▸ **HOW TO COMPLETE THIS TASK**
Copy out, exactly, the first line of the entries below and every line after it through the one containing "let message = AudioFrameMessage".

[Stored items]
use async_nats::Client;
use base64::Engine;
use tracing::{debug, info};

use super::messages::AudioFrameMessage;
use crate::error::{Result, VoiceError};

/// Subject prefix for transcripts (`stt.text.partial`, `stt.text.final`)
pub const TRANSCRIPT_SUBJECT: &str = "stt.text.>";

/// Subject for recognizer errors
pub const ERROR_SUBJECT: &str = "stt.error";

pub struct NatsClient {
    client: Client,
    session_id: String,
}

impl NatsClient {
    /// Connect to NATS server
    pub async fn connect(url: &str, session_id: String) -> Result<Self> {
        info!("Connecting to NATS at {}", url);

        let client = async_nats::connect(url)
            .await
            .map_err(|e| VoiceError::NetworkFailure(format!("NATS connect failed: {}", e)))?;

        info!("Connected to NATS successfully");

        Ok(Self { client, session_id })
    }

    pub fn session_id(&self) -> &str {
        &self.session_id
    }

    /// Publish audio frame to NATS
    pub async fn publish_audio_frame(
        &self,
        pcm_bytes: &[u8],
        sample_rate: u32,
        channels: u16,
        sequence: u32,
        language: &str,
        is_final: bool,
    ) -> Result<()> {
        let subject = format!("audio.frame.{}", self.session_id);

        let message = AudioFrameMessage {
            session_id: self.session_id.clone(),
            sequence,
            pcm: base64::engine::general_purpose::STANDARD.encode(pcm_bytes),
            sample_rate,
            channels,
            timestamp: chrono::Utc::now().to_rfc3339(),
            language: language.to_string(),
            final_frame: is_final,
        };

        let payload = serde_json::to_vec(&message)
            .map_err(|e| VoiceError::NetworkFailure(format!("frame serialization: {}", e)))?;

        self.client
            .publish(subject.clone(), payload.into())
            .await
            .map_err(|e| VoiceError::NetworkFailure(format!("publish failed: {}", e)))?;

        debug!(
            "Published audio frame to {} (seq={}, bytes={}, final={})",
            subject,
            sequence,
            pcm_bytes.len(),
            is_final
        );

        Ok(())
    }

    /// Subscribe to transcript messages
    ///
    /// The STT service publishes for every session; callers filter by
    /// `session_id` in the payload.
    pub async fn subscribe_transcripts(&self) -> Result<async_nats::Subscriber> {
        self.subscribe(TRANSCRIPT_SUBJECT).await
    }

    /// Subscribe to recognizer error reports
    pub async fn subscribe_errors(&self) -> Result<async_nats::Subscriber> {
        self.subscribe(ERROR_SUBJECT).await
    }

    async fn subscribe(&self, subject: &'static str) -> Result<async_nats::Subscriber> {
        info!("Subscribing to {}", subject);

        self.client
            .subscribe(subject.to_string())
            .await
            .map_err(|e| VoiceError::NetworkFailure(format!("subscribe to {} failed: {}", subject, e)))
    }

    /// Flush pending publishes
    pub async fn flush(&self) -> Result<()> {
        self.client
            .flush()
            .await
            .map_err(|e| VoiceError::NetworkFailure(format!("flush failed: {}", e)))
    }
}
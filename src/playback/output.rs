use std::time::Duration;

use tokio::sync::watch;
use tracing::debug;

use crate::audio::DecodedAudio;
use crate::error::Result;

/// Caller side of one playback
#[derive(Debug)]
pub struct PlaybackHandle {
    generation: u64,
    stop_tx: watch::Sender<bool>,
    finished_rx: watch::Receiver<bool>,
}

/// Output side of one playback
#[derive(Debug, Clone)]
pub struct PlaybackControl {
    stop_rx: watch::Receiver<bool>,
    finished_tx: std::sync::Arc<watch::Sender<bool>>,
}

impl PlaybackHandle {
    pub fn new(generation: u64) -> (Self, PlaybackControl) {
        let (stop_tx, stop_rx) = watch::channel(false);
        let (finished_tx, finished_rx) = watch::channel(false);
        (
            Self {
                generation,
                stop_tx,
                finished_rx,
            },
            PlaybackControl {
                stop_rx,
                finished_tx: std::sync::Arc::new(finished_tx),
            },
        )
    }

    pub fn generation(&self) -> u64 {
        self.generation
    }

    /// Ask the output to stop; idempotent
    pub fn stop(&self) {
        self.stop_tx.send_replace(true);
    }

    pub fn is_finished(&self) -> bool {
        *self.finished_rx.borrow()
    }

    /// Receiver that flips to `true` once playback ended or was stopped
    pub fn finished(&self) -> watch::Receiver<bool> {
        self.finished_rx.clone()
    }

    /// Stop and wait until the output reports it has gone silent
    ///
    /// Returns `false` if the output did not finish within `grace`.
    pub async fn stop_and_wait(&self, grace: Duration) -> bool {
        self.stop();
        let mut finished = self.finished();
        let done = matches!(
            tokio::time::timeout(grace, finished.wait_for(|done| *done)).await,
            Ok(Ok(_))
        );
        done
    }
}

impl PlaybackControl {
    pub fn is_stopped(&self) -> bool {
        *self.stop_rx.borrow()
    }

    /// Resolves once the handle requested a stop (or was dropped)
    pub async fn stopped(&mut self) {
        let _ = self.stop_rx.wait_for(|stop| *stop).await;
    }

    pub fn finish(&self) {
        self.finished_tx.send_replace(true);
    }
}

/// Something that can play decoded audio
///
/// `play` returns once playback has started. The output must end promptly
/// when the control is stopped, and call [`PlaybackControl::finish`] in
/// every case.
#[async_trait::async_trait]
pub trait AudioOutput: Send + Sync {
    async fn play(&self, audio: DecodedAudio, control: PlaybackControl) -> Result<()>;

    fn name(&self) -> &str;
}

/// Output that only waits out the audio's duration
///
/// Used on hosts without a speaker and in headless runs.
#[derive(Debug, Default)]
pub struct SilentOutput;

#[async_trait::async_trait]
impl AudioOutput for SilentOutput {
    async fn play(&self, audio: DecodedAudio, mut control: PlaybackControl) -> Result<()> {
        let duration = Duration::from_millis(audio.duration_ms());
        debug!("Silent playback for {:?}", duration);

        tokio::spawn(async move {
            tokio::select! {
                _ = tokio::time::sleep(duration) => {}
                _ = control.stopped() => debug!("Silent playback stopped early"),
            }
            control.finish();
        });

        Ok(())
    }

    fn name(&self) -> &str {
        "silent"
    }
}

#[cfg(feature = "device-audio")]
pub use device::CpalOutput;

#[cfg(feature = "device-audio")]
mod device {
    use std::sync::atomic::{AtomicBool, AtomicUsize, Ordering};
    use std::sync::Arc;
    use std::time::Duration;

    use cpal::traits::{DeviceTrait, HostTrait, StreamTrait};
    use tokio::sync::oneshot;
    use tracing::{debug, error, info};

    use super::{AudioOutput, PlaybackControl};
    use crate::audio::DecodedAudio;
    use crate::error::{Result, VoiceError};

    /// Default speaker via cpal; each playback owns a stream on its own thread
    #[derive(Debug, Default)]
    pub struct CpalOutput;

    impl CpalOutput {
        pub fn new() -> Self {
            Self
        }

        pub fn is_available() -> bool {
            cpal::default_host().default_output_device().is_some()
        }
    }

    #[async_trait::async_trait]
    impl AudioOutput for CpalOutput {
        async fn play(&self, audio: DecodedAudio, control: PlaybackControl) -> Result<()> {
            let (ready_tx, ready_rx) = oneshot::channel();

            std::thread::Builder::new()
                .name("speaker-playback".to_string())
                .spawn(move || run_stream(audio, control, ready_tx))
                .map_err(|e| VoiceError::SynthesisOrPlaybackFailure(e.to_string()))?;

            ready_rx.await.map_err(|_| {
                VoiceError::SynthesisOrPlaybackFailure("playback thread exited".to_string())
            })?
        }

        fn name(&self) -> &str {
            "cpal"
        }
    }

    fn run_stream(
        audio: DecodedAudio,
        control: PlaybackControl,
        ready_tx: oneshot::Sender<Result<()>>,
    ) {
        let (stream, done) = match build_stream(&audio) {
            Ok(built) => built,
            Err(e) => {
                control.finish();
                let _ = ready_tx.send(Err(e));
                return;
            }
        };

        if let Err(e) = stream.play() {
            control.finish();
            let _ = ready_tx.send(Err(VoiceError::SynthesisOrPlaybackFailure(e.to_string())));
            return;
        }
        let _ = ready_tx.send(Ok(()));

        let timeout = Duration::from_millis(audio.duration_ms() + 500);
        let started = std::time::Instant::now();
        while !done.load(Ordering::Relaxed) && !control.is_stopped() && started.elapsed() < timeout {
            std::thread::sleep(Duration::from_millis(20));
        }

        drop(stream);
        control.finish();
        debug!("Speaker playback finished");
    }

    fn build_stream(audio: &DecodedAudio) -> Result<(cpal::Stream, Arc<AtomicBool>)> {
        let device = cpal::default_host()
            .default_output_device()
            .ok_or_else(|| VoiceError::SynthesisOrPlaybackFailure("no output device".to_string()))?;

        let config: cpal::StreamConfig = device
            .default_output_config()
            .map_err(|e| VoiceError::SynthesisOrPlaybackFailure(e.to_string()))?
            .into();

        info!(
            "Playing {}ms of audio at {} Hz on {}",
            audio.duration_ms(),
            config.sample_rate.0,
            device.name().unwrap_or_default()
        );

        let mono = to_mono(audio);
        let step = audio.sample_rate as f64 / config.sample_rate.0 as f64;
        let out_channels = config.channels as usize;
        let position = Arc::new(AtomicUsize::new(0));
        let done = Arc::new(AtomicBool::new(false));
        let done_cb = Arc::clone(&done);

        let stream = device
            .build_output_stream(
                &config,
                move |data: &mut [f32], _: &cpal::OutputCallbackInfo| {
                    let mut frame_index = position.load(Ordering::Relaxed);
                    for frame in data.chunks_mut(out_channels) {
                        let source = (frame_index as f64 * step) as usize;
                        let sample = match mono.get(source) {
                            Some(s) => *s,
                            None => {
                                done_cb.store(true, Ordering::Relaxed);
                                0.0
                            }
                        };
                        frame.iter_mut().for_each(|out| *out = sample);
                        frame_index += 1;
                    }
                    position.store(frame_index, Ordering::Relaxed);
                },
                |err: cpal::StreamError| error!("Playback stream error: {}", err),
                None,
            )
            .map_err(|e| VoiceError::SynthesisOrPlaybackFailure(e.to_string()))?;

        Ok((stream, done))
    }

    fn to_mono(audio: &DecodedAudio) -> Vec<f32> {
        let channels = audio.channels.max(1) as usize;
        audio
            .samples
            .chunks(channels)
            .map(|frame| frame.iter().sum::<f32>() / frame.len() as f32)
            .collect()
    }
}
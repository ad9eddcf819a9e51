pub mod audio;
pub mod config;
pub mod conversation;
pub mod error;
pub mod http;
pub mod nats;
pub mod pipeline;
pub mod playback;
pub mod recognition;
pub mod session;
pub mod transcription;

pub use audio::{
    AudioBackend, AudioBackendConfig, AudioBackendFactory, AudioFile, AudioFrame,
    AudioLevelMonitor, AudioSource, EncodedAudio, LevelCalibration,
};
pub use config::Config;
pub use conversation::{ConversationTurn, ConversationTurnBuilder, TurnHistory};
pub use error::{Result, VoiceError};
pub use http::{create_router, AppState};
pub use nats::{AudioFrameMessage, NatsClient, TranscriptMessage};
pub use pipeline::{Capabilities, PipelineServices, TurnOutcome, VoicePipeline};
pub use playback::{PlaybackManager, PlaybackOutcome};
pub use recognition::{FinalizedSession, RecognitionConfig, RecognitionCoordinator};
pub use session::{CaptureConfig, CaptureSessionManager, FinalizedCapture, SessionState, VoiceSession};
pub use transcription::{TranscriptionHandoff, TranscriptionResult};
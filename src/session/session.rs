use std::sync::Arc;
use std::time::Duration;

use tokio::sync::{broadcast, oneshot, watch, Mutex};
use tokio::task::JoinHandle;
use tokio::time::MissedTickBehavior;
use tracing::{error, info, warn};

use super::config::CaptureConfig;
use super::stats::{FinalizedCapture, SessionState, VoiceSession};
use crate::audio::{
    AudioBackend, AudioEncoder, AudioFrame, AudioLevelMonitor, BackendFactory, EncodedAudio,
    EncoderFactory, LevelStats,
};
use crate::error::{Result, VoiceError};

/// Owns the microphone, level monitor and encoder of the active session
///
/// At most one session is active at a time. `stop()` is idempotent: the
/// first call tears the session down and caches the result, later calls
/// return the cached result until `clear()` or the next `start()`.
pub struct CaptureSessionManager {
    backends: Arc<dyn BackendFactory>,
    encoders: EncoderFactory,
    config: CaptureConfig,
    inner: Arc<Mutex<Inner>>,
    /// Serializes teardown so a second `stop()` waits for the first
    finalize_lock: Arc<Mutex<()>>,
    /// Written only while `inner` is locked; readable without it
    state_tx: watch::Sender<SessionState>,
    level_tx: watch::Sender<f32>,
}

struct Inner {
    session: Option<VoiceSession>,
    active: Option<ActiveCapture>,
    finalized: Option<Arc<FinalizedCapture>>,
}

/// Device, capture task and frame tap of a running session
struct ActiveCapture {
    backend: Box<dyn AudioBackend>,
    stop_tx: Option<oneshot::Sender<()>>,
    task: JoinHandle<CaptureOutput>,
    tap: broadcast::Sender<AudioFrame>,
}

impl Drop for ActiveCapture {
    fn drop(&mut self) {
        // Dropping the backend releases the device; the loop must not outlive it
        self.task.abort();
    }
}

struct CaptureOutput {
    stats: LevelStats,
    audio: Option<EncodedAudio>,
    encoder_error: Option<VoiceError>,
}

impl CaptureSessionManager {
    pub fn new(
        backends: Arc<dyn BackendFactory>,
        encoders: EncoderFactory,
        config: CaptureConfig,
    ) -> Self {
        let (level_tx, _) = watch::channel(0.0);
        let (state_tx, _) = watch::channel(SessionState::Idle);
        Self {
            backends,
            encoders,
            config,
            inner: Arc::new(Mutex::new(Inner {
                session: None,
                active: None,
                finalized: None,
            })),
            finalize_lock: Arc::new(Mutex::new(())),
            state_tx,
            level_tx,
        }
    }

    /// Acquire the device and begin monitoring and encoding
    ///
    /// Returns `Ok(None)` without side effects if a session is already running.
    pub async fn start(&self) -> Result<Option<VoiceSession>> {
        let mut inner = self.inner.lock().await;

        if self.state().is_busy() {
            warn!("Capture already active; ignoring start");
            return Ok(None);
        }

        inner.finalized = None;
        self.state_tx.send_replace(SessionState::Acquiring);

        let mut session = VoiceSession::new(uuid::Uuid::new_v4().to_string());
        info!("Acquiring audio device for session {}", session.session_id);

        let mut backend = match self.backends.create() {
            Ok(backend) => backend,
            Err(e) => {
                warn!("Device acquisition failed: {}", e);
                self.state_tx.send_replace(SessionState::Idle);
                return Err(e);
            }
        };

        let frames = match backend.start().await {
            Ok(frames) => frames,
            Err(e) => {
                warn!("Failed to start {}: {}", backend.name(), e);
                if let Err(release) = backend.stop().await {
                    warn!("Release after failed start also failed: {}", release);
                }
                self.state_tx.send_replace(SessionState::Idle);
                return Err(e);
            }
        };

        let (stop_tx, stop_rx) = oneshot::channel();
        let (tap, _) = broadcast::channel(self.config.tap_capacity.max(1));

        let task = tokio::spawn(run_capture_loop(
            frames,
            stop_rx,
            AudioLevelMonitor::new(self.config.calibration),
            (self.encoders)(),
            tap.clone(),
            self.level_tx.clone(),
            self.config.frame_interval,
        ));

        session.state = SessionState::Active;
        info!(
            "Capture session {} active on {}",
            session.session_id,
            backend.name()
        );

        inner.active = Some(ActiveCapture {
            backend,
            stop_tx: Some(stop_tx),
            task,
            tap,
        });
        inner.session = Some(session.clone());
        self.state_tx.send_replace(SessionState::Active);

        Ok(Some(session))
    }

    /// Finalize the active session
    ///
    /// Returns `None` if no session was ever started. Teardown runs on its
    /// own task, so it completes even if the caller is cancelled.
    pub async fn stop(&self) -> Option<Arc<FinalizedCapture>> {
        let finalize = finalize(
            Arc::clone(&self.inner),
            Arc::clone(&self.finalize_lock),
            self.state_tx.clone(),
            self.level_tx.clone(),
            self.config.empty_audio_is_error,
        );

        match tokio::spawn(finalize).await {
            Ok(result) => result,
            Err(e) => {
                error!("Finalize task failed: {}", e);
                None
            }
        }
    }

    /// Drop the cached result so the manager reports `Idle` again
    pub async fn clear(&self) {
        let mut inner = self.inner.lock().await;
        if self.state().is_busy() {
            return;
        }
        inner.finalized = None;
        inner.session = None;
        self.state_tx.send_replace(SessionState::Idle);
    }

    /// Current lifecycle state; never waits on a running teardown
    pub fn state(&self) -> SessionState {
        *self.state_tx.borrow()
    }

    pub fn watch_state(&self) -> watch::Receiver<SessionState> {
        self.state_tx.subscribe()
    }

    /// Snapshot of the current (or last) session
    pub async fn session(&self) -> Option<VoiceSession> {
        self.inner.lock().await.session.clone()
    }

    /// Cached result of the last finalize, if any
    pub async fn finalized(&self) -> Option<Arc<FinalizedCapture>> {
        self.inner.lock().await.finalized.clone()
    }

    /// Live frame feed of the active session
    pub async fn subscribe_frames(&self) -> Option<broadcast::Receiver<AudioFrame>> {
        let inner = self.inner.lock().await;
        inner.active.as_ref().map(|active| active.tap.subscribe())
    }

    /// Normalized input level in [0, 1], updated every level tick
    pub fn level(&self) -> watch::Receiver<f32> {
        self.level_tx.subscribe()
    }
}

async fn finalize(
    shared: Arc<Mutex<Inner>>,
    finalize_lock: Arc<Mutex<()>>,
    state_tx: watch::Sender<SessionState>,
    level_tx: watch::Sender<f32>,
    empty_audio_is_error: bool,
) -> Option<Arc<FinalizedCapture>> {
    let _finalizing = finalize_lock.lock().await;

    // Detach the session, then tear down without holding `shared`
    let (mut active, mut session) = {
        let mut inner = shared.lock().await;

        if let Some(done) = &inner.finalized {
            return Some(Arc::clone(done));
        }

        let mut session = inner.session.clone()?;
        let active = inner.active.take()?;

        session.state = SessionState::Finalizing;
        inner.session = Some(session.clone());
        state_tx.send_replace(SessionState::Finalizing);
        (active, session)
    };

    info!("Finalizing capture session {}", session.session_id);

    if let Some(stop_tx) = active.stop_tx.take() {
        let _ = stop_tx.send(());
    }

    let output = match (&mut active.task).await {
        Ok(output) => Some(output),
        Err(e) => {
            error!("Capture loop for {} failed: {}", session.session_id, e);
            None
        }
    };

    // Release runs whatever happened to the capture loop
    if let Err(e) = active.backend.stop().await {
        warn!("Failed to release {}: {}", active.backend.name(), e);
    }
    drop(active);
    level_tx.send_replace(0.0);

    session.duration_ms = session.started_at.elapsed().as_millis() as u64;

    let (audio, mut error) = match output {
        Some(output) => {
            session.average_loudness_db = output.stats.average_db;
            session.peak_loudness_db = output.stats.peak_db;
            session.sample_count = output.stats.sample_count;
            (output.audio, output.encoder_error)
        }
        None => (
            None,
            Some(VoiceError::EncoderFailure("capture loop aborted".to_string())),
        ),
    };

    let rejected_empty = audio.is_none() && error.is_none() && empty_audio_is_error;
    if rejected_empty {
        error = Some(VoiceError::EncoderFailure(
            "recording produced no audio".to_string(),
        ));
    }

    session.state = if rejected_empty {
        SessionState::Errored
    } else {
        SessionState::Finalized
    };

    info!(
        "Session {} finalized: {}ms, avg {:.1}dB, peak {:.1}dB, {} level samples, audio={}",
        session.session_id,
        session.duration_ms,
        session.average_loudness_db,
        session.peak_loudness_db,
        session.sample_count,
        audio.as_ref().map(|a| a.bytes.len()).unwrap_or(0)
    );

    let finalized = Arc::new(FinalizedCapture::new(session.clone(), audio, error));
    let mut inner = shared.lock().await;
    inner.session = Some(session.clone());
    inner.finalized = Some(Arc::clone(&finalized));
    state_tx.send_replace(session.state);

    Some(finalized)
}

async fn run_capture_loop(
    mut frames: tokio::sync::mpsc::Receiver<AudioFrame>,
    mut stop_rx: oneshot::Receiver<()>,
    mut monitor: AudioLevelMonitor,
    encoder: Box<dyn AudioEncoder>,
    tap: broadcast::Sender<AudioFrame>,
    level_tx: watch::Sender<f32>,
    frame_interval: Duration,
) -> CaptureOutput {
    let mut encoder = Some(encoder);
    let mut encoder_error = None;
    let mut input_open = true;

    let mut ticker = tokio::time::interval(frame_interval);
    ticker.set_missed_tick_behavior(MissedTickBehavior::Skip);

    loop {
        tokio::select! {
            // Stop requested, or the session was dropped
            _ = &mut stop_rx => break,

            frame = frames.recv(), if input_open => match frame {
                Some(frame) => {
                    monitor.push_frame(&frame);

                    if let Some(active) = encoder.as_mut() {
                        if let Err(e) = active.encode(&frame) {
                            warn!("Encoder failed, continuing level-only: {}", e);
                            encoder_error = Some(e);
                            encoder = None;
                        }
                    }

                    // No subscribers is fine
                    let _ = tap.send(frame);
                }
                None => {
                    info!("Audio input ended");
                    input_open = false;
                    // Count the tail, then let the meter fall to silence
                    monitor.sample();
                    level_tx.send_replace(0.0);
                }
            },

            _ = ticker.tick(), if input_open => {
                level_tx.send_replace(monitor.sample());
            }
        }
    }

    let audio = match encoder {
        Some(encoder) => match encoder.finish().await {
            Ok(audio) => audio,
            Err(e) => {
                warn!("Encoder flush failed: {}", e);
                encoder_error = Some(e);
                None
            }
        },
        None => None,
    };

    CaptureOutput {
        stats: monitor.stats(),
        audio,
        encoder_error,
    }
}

▸ **FINISHED TASK**
use async_nats::Client;
use base64::Engine;
use tracing::{debug, info};

use super::messages::AudioFrameMessage;
use crate::error::{Result, VoiceError};

/// Subject prefix for transcripts (`stt.text.partial`, `stt.text.final`)
pub const TRANSCRIPT_SUBJECT: &str = "stt.text.>";

/// Subject for recognizer errors
pub const ERROR_SUBJECT: &str = "stt.error";

pub struct NatsClient {
    client: Client,
    session_id: String,
}

impl NatsClient {
    /// Connect to NATS server
    pub async fn connect(url: &str, session_id: String) -> Result<Self> {
        info!("Connecting to NATS at {}", url);

        let client = async_nats::connect(url)
            .await
            .map_err(|e| VoiceError::NetworkFailure(format!("NATS connect failed: {}", e)))?;

        info!("Connected to NATS successfully");

        Ok(Self { client, session_id })
    }

    pub fn session_id(&self) -> &str {
        &self.session_id
    }

    /// Publish audio frame to NATS
    pub async fn publish_audio_frame(
        &self,
        pcm_bytes: &[u8],
        sample_rate: u32,
        channels: u16,
        sequence: u32,
        language: &str,
        is_final: bool,
    ) -> Result<()> {
        let subject = format!("audio.frame.{}", self.session_id);

        let message = AudioFrameMessage {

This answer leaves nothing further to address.